“What’s it like to be in love?” May asked.
Lucy’s smile was sad. “It’s the most wonderful and terrible thing that can ever happen to you,” she said simply.
“You know that you’ve found something amazing, and you want to hold on to it forever, and every second after you have it, you fear the moment you might lose it.”
This has been my path every since I started my current relationship. I'm not saying I never feared losing my past boyfriends when we were together but this time it feels different. I'm more scared than I was before and I feel this is more fragile compared to the others. I can totally relate to what Lucy said about "...every second after you have it, you fear the moment you might lose it." I'm torn between simply saying what's on my mind and doing what I want to do and controlling what I say out loud to avoid conflict when the atmosphere is charged with tension. For the most part, I say things before I think and it usually ends in arguments. I am being reminded that I should be sensitive to the people around me, especially those close to me so that I won't unnecessarily hurt their feelings. I also have to lower my pride a notch. After all, pride can't hug me back. Hahaha kidding!

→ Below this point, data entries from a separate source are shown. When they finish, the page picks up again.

//! Defines the core data models and database queries for transactions.

use std::{fmt::Display, str::FromStr};

use rusqlite::{
    Connection, Row, ToSql,
    types::{FromSql, FromSqlError, FromSqlResult, ToSqlOutput, ValueRef},
};
use serde::{Deserialize, Serialize};
use time::{OffsetDateTime, UtcOffset};

use crate::{Error, auth::UserID};

/// Alias for the integer type used for transaction IDs.
pub type TransactionId = i64;

/// The category given to transactions that do not specify one.
pub const DEFAULT_CATEGORY: &str = "Other";

/// The categories offered in the add-transaction form.
///
/// Any other category is also accepted.
pub const SUGGESTED_CATEGORIES: [&str; 5] = ["Food", "Transport", "Shopping", "Bills", "Other"];

// ============================================================================
// MODELS
// ============================================================================

/// Whether money was earned or spent.
#[derive(Debug, Clone, Copy, PartialEq, Eq, Hash, Serialize, Deserialize)]
#[serde(rename_all = "lowercase")]
pub enum TransactionType {
    /// Money earned, adds to the balance.
    Income,
    /// Money spent, subtracts from the balance.
    Expense,
}

impl TransactionType {
    /// The lowercase name used in forms, JSON and the database.
    pub fn as_str(&self) -> &'static str {
        match self {
            TransactionType::Income => "income",
            TransactionType::Expense => "expense",
        }
    }
}

impl Display for TransactionType {
    fn fmt(&self, f: &mut std::fmt::Formatter<'_>) -> std::fmt::Result {
        f.write_str(self.as_str())
    }
}

impl FromStr for TransactionType {
    type Err = Error;

    fn from_str(s: &str) -> Result<Self, Self::Err> {
        match s.trim() {
            "income" => Ok(TransactionType::Income),
            "expense" => Ok(TransactionType::Expense),
            other => Err(Error::InvalidTransactionType(other.to_owned())),
        }
    }
}

impl ToSql for TransactionType {
    fn to_sql(&self) -> rusqlite::Result<ToSqlOutput<'_>> {
        Ok(ToSqlOutput::from(self.as_str()))
    }
}

impl FromSql for TransactionType {
    fn column_result(value: ValueRef<'_>) -> FromSqlResult<Self> {
        value
            .as_str()?
            .parse()
            .map_err(|error: Error| FromSqlError::Other(Box::new(error)))
    }
}

/// An income or expense recorded by a user.
///
/// `amount` is always a magnitude, the sign comes from `kind`.
/// Records read from an imported file may have a non-finite `amount` or no
/// `created_at`, see `normalize_transactions`.
#[derive(Debug, Clone, PartialEq, Serialize, Deserialize)]
#[serde(rename_all = "camelCase")]
pub struct Transaction {
    /// The ID of the transaction.
    pub id: TransactionId,
    /// A short description of what the transaction was for.
    pub title: String,
    /// How much money was earned or spent.
    pub amount: f64,
    /// Whether the transaction is income or an expense.
    #[serde(rename = "type")]
    pub kind: TransactionType,
    /// Free text category, e.g. "Food".
    pub category: String,
    /// When the transaction was recorded.
    #[serde(default, with = "time::serde::rfc3339::option")]
    pub created_at: Option<OffsetDateTime>,
}

/// A validated transaction that is ready to be inserted into the database.
#[derive(Debug, Clone, PartialEq)]
pub struct NewTransaction {
    title: String,
    amount: f64,
    kind: TransactionType,
    category: String,
    created_at: Option<OffsetDateTime>,
}

impl NewTransaction {
    /// Validate the fields of a new transaction.
    ///
    /// The title and category are trimmed and an empty category becomes
    /// [DEFAULT_CATEGORY].
    ///
    /// # Errors
    /// Returns [Error::EmptyTitle] for a blank title, or [Error::InvalidAmount]
    /// if `amount` is negative or not finite.
    pub fn new(
        title: &str,
        amount: f64,
        kind: TransactionType,
        category: &str,
    ) -> Result<Self, Error> {
        let title = title.trim();

        if title.is_empty() {
            return Err(Error::EmptyTitle);
        }

        if !amount.is_finite() || amount < 0.0 {
            return Err(Error::InvalidAmount(amount.to_string()));
        }

        let category = match category.trim() {
            "" => DEFAULT_CATEGORY,
            category => category,
        };

        Ok(Self {
            title: title.to_owned(),
            amount,
            kind,
            category: category.to_owned(),
            created_at: None,
        })
    }

    /// Validate a new transaction from raw form fields.
    ///
    /// # Errors
    /// Returns the errors from [NewTransaction::new], plus
    /// [Error::InvalidAmount] if `amount` is not a number and
    /// [Error::InvalidTransactionType] if `kind` is not "income" or "expense".
    pub fn parse(title: &str, amount: &str, kind: &str, category: &str) -> Result<Self, Error> {
        let parsed_amount: f64 = amount
            .trim()
            .parse()
            .map_err(|_| Error::InvalidAmount(amount.to_owned()))?;

        if !parsed_amount.is_finite() || parsed_amount < 0.0 {
            return Err(Error::InvalidAmount(amount.to_owned()));
        }

        let kind = kind.parse()?;

        Self::new(title, parsed_amount, kind, category)
    }

    /// Set when the transaction was recorded.
    ///
    /// Defaults to the time of insertion.
    pub fn created_at(mut self, created_at: OffsetDateTime) -> Self {
        self.created_at = Some(created_at);
        self
    }
}

/// How many transactions a user has recorded.
#[derive(Debug, Clone, Copy, Default, PartialEq, Eq, Serialize)]
pub struct TransactionCounts {
    /// The number of transactions of either type.
    pub total: i64,
    /// The number of income transactions.
    pub income: i64,
    /// The number of expense transactions.
    pub expense: i64,
}

// ============================================================================
// DATABASE FUNCTIONS
// ============================================================================

/// Create the transaction table and its indexes.
///
/// # Errors
/// Returns an error if the table cannot be created or if there is an SQL error.
pub fn create_transaction_table(connection: &Connection) -> Result<(), rusqlite::Error> {
    connection.execute(
        "CREATE TABLE IF NOT EXISTS \"transaction\" (
                id INTEGER PRIMARY KEY AUTOINCREMENT,
                user_id INTEGER NOT NULL,
                title TEXT NOT NULL,
                amount REAL NOT NULL,
                type TEXT NOT NULL CHECK (type IN ('income', 'expense')),
                category TEXT NOT NULL DEFAULT 'Other',
                created_at TEXT NOT NULL,
                FOREIGN KEY(user_id) REFERENCES user(id) ON UPDATE CASCADE ON DELETE CASCADE
                )",
        (),
    )?;

    // Used by the history page and the JSON list, both ordered by creation time.
    connection.execute(
        "CREATE INDEX IF NOT EXISTS idx_transaction_user_created_at
            ON \"transaction\"(user_id, created_at);",
        (),
    )?;

    Ok(())
}

/// Create a new transaction for `user_id`.
///
/// The creation time is stored in UTC and defaults to now.
///
/// # Errors
/// Returns [Error::SqlError] if there is an SQL error, e.g. `user_id` does not
/// refer to a registered user.
pub fn create_transaction(
    user_id: UserID,
    transaction: NewTransaction,
    connection: &Connection,
) -> Result<Transaction, Error> {
    let created_at = transaction
        .created_at
        .unwrap_or_else(OffsetDateTime::now_utc)
        .to_offset(UtcOffset::UTC);

    let transaction = connection
        .prepare(
            "INSERT INTO \"transaction\" (user_id, title, amount, type, category, created_at)
             VALUES (?1, ?2, ?3, ?4, ?5, ?6)
             RETURNING id, title, amount, type, category, created_at",
        )?
        .query_row(
            (
                user_id.as_i64(),
                transaction.title,
                transaction.amount,
                transaction.kind,
                transaction.category,
                created_at,
            ),
            map_transaction_row,
        )?;

    Ok(transaction)
}

/// Get every transaction belonging to `user_id`, newest first.
///
/// # Errors
/// Returns [Error::SqlError] if there is an SQL error.
pub fn list_transactions(
    user_id: UserID,
    connection: &Connection,
) -> Result<Vec<Transaction>, Error> {
    connection
        .prepare(
            "SELECT id, title, amount, type, category, created_at
             FROM \"transaction\"
             WHERE user_id = :user_id
             ORDER BY created_at DESC, id DESC",
        )?
        .query_map(&[(":user_id", &user_id.as_i64())], map_transaction_row)?
        .collect::<Result<Vec<_>, _>>()
        .map_err(Error::from)
}

/// Delete the transaction `id` belonging to `user_id`.
///
/// # Errors
/// Returns [Error::DeleteMissingTransaction] if there is no such transaction
/// or it belongs to another user.
pub fn delete_transaction(
    user_id: UserID,
    id: TransactionId,
    connection: &Connection,
) -> Result<(), Error> {
    let rows_affected = connection.execute(
        "DELETE FROM \"transaction\" WHERE id = ?1 AND user_id = ?2",
        (id, user_id.as_i64()),
    )?;

    match rows_affected {
        0 => Err(Error::DeleteMissingTransaction),
        _ => Ok(()),
    }
}

/// Count the transactions belonging to `user_id` by type.
///
/// # Errors
/// Returns [Error::SqlError] if there is an SQL error.
pub fn count_transactions(
    user_id: UserID,
    connection: &Connection,
) -> Result<TransactionCounts, Error> {
    connection
        .query_row(
            "SELECT COUNT(*),
                    COUNT(CASE WHEN type = 'income' THEN 1 END),
                    COUNT(CASE WHEN type = 'expense' THEN 1 END)
             FROM \"transaction\" WHERE user_id = ?1",
            [user_id.as_i64()],
            |row| {
                Ok(TransactionCounts {
                    total: row.get(0)?,
                    income: row.get(1)?,
                    expense: row.get(2)?,
                })
            },
        )
        .map_err(Error::from)
}

/// Map a database row to a Transaction.
pub fn map_transaction_row(row: &Row) -> Result<Transaction, rusqlite::Error> {
    let id = row.get(0)?;
    let title = row.get(1)?;
    let amount = row.get(2)?;
    let kind = row.get(3)?;
    let category = row.get(4)?;
    let created_at: OffsetDateTime = row.get(5)?;

    Ok(Transaction {
        id,
        title,
        amount,
        kind,
        category,
        created_at: Some(created_at),
    })
}

// ============================================================================
// TESTS
// ============================================================================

A healthy amount of pride is okay (I guess) for self preservation but an unhealthy level of pride sure ruins relationships. If I don't want to lose this relationship (you have no idea...or maybe you do.. on how much I want this to work) then I must adjust, too. I will keep being myself but also be sensitive to his feelings so that we can stay in harmony. Or if I have concerns, I better phrase them properly to avoid misunderstandings that cause conflicts.